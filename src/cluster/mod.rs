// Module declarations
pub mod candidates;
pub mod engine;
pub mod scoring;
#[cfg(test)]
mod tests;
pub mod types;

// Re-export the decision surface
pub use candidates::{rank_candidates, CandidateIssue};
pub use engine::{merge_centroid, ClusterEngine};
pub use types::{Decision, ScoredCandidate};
--
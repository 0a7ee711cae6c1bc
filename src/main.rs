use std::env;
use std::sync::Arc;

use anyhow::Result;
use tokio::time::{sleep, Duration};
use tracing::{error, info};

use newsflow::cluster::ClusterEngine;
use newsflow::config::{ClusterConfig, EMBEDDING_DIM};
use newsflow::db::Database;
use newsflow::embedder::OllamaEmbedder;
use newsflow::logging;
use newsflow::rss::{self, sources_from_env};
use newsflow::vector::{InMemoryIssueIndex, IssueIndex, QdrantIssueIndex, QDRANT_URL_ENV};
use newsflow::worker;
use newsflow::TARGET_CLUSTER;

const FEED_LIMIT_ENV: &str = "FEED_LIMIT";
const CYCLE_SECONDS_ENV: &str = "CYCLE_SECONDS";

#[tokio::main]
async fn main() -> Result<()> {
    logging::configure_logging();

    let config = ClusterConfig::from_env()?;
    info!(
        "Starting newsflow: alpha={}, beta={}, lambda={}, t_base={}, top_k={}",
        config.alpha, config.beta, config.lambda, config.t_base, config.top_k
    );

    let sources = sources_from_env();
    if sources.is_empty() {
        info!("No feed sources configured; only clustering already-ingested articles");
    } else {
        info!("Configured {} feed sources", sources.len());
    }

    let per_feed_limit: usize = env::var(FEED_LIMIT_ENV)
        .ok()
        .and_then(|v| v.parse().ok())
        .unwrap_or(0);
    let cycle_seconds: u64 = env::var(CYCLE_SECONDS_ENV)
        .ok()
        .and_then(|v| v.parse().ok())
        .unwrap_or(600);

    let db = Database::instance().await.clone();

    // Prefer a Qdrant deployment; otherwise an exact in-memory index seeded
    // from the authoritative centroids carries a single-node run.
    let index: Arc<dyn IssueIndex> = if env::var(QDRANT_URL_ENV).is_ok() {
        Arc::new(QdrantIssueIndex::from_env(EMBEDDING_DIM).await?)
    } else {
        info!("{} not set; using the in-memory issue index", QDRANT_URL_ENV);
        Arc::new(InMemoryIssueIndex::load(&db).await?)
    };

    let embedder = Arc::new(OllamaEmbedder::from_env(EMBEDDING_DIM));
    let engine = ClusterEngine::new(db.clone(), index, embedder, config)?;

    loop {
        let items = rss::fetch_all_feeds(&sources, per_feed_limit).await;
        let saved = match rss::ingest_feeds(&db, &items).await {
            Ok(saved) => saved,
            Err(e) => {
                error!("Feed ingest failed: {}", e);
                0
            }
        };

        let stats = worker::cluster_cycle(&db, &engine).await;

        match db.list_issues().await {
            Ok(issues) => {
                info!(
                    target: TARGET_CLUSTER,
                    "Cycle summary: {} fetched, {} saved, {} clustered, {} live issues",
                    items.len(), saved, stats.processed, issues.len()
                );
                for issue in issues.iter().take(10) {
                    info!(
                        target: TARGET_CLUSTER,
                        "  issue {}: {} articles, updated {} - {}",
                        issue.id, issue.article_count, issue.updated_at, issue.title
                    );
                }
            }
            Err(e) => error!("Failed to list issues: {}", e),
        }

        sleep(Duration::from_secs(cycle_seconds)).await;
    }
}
---
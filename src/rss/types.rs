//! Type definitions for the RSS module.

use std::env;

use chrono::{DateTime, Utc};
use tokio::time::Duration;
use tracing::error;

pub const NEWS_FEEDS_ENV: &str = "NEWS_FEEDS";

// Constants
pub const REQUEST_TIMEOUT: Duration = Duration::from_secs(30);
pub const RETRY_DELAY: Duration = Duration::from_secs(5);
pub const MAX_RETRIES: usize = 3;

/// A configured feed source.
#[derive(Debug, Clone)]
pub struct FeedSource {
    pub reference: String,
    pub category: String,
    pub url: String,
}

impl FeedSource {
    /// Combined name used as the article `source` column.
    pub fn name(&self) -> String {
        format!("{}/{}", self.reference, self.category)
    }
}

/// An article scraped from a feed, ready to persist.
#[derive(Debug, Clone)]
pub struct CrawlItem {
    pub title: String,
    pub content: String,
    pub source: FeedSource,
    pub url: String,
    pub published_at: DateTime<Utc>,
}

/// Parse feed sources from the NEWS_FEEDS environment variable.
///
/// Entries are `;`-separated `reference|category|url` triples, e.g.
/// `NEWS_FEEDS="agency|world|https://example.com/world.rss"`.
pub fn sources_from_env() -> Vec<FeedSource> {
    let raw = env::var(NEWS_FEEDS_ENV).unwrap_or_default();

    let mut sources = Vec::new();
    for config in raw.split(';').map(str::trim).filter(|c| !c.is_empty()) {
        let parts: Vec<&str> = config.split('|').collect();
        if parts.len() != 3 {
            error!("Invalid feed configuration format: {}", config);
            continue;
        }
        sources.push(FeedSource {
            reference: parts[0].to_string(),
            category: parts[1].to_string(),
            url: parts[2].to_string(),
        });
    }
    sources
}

● Your goal
Within the material above, copy exactly the lines from the line that holds "use newsflow::db::Database;" up to and including the line that holds "const FEED_LIMIT_ENV: &str".

● Answer for the task
use newsflow::db::Database;
use newsflow::embedder::OllamaEmbedder;
use newsflow::logging;
use newsflow::rss::{self, sources_from_env};
use newsflow::vector::{InMemoryIssueIndex, IssueIndex, QdrantIssueIndex, QDRANT_URL_ENV};
use newsflow::worker;
use newsflow::TARGET_CLUSTER;

const FEED_LIMIT_ENV: &str = "FEED_LIMIT";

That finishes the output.